- [TASK PROMPT] Where in the entries below does "super" appear? Copy every line that has it.

(Saved data entries)

----

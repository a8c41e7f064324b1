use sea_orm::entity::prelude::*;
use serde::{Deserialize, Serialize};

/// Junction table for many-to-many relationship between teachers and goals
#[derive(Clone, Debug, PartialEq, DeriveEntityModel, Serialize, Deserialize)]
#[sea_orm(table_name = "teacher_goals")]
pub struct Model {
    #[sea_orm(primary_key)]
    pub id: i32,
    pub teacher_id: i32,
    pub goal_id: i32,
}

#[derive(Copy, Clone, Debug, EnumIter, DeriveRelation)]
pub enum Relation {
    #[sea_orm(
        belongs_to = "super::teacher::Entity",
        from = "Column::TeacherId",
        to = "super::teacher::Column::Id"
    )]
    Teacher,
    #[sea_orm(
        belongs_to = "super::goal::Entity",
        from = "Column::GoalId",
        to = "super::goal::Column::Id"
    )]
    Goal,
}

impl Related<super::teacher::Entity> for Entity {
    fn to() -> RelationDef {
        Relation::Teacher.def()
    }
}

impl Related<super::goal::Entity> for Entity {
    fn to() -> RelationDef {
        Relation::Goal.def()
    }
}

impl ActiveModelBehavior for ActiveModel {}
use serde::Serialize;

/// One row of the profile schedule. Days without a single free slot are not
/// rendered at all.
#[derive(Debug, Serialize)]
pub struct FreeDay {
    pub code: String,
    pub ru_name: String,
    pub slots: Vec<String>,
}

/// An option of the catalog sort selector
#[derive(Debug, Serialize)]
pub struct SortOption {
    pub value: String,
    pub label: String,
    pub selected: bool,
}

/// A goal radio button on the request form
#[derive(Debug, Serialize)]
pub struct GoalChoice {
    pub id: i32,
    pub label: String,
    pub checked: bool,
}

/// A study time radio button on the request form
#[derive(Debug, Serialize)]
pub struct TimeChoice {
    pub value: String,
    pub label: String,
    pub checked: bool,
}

----

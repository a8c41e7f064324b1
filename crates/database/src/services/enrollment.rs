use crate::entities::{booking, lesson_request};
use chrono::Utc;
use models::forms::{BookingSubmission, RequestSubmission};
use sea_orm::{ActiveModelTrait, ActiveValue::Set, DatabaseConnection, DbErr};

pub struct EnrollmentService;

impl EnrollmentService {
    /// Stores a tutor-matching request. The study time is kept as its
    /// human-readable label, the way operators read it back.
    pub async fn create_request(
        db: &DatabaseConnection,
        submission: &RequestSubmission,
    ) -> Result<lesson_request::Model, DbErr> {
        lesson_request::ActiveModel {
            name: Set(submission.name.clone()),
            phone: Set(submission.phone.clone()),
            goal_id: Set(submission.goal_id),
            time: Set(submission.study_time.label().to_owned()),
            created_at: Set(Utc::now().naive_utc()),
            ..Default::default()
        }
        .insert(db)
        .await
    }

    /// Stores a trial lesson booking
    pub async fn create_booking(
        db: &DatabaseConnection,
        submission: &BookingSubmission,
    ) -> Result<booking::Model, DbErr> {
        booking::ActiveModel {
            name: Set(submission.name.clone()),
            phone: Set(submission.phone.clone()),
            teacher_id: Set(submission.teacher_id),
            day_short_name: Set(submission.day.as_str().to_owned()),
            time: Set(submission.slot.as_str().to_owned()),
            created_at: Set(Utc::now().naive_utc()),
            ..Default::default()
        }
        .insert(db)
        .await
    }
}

----

- [SOLUTION BELOW]
        belongs_to = "super::teacher::Entity",
        to = "super::teacher::Column::Id"
        belongs_to = "super::goal::Entity",
        to = "super::goal::Column::Id"
impl Related<super::teacher::Entity> for Entity {
impl Related<super::goal::Entity> for Entity {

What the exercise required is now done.